Research: Public Bitcoin Miners in better financial health despite 12.1% YoY drop in BTC holdings
Glassnode data analyzed by CryptoSlate shows that Bitcoin miners are beginning to enjoy some respite in the current year after struggling in 2022.
Bitcoin miner’s holdings decline 12.1% YoY
As of Jan. 2022, Bitcoin miners held 36,003 BTC, with mining firms like Core Scientific, Riot, Hut8, Marathon, and Bitfarms holding over 30,000 coins.
However, the landscape appears to have changed in the current year as Hut 8, Marathon, and Riot are now the dominant miners, holding 87% — 27,760 BTC — of the miners’ BTC holdings, according to CryptoSlate’s research.
Bitfarms and Core Scientific fell off as they struggled in 2022 — the latter filed for bankruptcy while the former dealt with debt obligations.
Meanwhile, the market has seen a little BTC distribution from miners in January 2023 compared to the previous year.
Besides that, the shares of several miners have risen by three figures on the year-to-date (YTD) metric. Miners like Hut8, Riot, Iris, Marathon, etc., have all seen their shares increase by over 100% YTD.
Miners are selling their BTC to exchanges at “extremely low levels”
CryptoSlate’s analysis showed that miners appear to be in a healthier position compared to the previous year.
According to Glassnode’s data, as analyzed by CryptoSlate, miners are selling their BTC to exchanges at extremely low levels compared to previous years.
This is because profitability is beginning to return to the mining industry as BTC’s price has risen by around 50% in 2023 — the flagship digital asset briefly traded above $25,000 for the first time since August 2022 on Feb. 16.
Meanwhile, Bitcoin hash rate rose 34% on the year-on-year metric and hit a new all-time high of 300 TH/s. This shows the network’s current consistency and strength.
Mining BTC is currently cheaper
The Difficulty Regression Model, a metric used to measure the cost of mining Bitcoin, is currently under the asset’s spot price.
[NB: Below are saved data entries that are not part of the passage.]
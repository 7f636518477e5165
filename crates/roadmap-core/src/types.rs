use serde::{Deserialize, Serialize};
use std::fmt;

// ---------------------------------------------------------------------------
// RequirementKind
// ---------------------------------------------------------------------------

#[derive(Debug, Clone, Copy, PartialEq, Eq, Hash, Serialize, Deserialize)]
#[serde(rename_all = "snake_case")]
pub enum RequirementKind {
    Functional,
    NonFunctional,
}

impl RequirementKind {
    /// ID prefix used in specification documents.
    pub fn prefix(self) -> &'static str {
        match self {
            RequirementKind::Functional => "FR",
            RequirementKind::NonFunctional => "NFR",
        }
    }

    /// Format a sequence number as a zero-padded requirement ID (`FR-007`).
    pub fn id(self, seq: u32) -> String {
        format!("{}-{:03}", self.prefix(), seq)
    }

    pub fn as_str(self) -> &'static str {
        match self {
            RequirementKind::Functional => "functional",
            RequirementKind::NonFunctional => "non_functional",
        }
    }
}

impl fmt::Display for RequirementKind {
    fn fmt(&self, f: &mut fmt::Formatter<'_>) -> fmt::Result {
        f.write_str(self.as_str())
    }
}

// ---------------------------------------------------------------------------
// Tier
// ---------------------------------------------------------------------------

#[derive(Debug, Clone, Copy, PartialEq, Eq, Hash, PartialOrd, Ord, Serialize, Deserialize)]
#[serde(rename_all = "UPPERCASE")]
pub enum Tier {
    Low,
    Medium,
    High,
}

impl Tier {
    pub fn all() -> &'static [Tier] {
        &[Tier::Low, Tier::Medium, Tier::High]
    }

    pub fn as_str(self) -> &'static str {
        match self {
            Tier::Low => "LOW",
            Tier::Medium => "MEDIUM",
            Tier::High => "HIGH",
        }
    }
}

impl fmt::Display for Tier {
    fn fmt(&self, f: &mut fmt::Formatter<'_>) -> fmt::Result {
        f.write_str(self.as_str())
    }
}

// ---------------------------------------------------------------------------
// Decision
// ---------------------------------------------------------------------------

#[derive(Debug, Clone, Copy, PartialEq, Eq, Hash, Serialize, Deserialize)]
#[serde(rename_all = "UPPERCASE")]
pub enum Decision {
    Pass,
    Revise,
    Reject,
}

impl Decision {
    pub fn as_str(self) -> &'static str {
        match self {
            Decision::Pass => "PASS",
            Decision::Revise => "REVISE",
            Decision::Reject => "REJECT",
        }
    }
}

impl fmt::Display for Decision {
    fn fmt(&self, f: &mut fmt::Formatter<'_>) -> fmt::Result {
        f.write_str(self.as_str())
    }
}

// ---------------------------------------------------------------------------
// TemplateSource
// ---------------------------------------------------------------------------

#[derive(Debug, Clone, Copy, PartialEq, Eq, Hash, PartialOrd, Ord, Serialize, Deserialize)]
#[serde(rename_all = "snake_case")]
pub enum TemplateSource {
    Local,
    User,
    Plugin,
    Inline,
}

impl TemplateSource {
    /// Discovery order, highest priority first.
    pub fn all() -> &'static [TemplateSource] {
        &[
            TemplateSource::Local,
            TemplateSource::User,
            TemplateSource::Plugin,
            TemplateSource::Inline,
        ]
    }

    /// Lower number wins.
    pub fn priority(self) -> u8 {
        match self {
            TemplateSource::Local => 1,
            TemplateSource::User => 2,
            TemplateSource::Plugin => 3,
            TemplateSource::Inline => 4,
        }
    }

    pub fn as_str(self) -> &'static str {
        match self {
            TemplateSource::Local => "local",
            TemplateSource::User => "user",
            TemplateSource::Plugin => "plugin",
            TemplateSource::Inline => "inline",
        }
    }
}

impl fmt::Display for TemplateSource {
    fn fmt(&self, f: &mut fmt::Formatter<'_>) -> fmt::Result {
        f.write_str(self.as_str())
    }
}

// ---------------------------------------------------------------------------
// Tests
// ---------------------------------------------------------------------------

#[cfg(test)]
mod tests {
    use super::*;

    #[test]
    fn requirement_ids_are_zero_padded() {
        assert_eq!(RequirementKind::Functional.id(3), "FR-003");
        assert_eq!(RequirementKind::NonFunctional.id(12), "NFR-012");
    }

    #[test]
    fn tier_serializes_uppercase() {
        let json = serde_json::to_string(&Tier::Medium).unwrap();
        assert_eq!(json, "\"MEDIUM\"");
        let parsed: Tier = serde_json::from_str("\"HIGH\"").unwrap();
        assert_eq!(parsed, Tier::High);
    }

    #[test]
    fn decision_labels() {
        assert_eq!(Decision::Pass.to_string(), "PASS");
        assert_eq!(Decision::Revise.to_string(), "REVISE");
        assert_eq!(Decision::Reject.to_string(), "REJECT");
    }

    #[test]
    fn template_source_priorities_are_ordered() {
        let priorities: Vec<u8> = TemplateSource::all().iter().map(|s| s.priority()).collect();
        assert_eq!(priorities, vec![1, 2, 3, 4]);
        assert_eq!(TemplateSource::Inline.as_str(), "inline");
    }
}
use crate::cmd::load_config;
use crate::output::print_json;
use anyhow::Context;
use clap::Subcommand;
use roadmap_core::config::{PipelineConfig, WarnLevel};
use roadmap_core::{io, paths};
use std::path::Path;

// ---------------------------------------------------------------------------
// Subcommand types
// ---------------------------------------------------------------------------

#[derive(Subcommand)]
pub enum ConfigSubcommand {
    /// Write the built-in tables to .roadmap/config.yaml (never overwrites)
    Init,

    /// Print the effective configuration
    Show,

    /// Validate the config for weight, range and threshold mistakes
    Validate,
}

// ---------------------------------------------------------------------------
// Entry point
// ---------------------------------------------------------------------------

pub fn run(
    root: &Path,
    explicit: Option<&Path>,
    subcmd: ConfigSubcommand,
    json: bool,
) -> anyhow::Result<()> {
    let path = explicit
        .map(Path::to_path_buf)
        .unwrap_or_else(|| paths::config_path(root));
    match subcmd {
        ConfigSubcommand::Init => init(&path),
        ConfigSubcommand::Show => show(root, explicit, json),
        ConfigSubcommand::Validate => validate(&path, json),
    }
}

// ---------------------------------------------------------------------------
// init
// ---------------------------------------------------------------------------

fn init(path: &Path) -> anyhow::Result<()> {
    let yaml = serde_yaml::to_string(&PipelineConfig::default())?;
    let written = io::write_if_missing(path, yaml.as_bytes())
        .with_context(|| format!("failed to write {}", path.display()))?;
    if written {
        println!("Wrote {}", path.display());
    } else {
        println!("{} already exists; left unchanged.", path.display());
    }
    Ok(())
}

// ---------------------------------------------------------------------------
// show
// ---------------------------------------------------------------------------

fn show(root: &Path, explicit: Option<&Path>, json: bool) -> anyhow::Result<()> {
    let config = load_config(root, explicit)?;
    if json {
        print_json(&config)
    } else {
        print!("{}", serde_yaml::to_string(&config)?);
        Ok(())
    }
}

// ---------------------------------------------------------------------------
// validate
// ---------------------------------------------------------------------------

fn validate(path: &Path, json: bool) -> anyhow::Result<()> {
    let config = if path.exists() {
        PipelineConfig::read_unchecked(path)
            .with_context(|| format!("failed to parse {}", path.display()))?
    } else {
        PipelineConfig::default()
    };
    let warnings = config.validate();

    if json {
        let value = serde_json::json!({
            "warnings": warnings,
        });
        print_json(&value)?;
    } else if warnings.is_empty() {
        println!("Config is valid. No warnings.");
    } else {
        for w in &warnings {
            let prefix = match w.level {
                WarnLevel::Warning => "warning",
                WarnLevel::Error => "error",
            };
            println!("[{prefix}] {}", w.message);
        }
    }

    if warnings.iter().any(|w| w.level == WarnLevel::Error) {
        anyhow::bail!("config validation found errors");
    }
    Ok(())
}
According to the chart above, the DRM is at $20,000, more than $4000 below BTC’s current spot price at the time of writing.
The current DRM level is essential for the miners to hold as it ensures that they are in an excellent financial position even if the hash rates continue to soar and the mining difficulty rises.
Meanwhile, the DRM could also be used to gauge bear markets sentiments when BTC’s price falls under the DRM.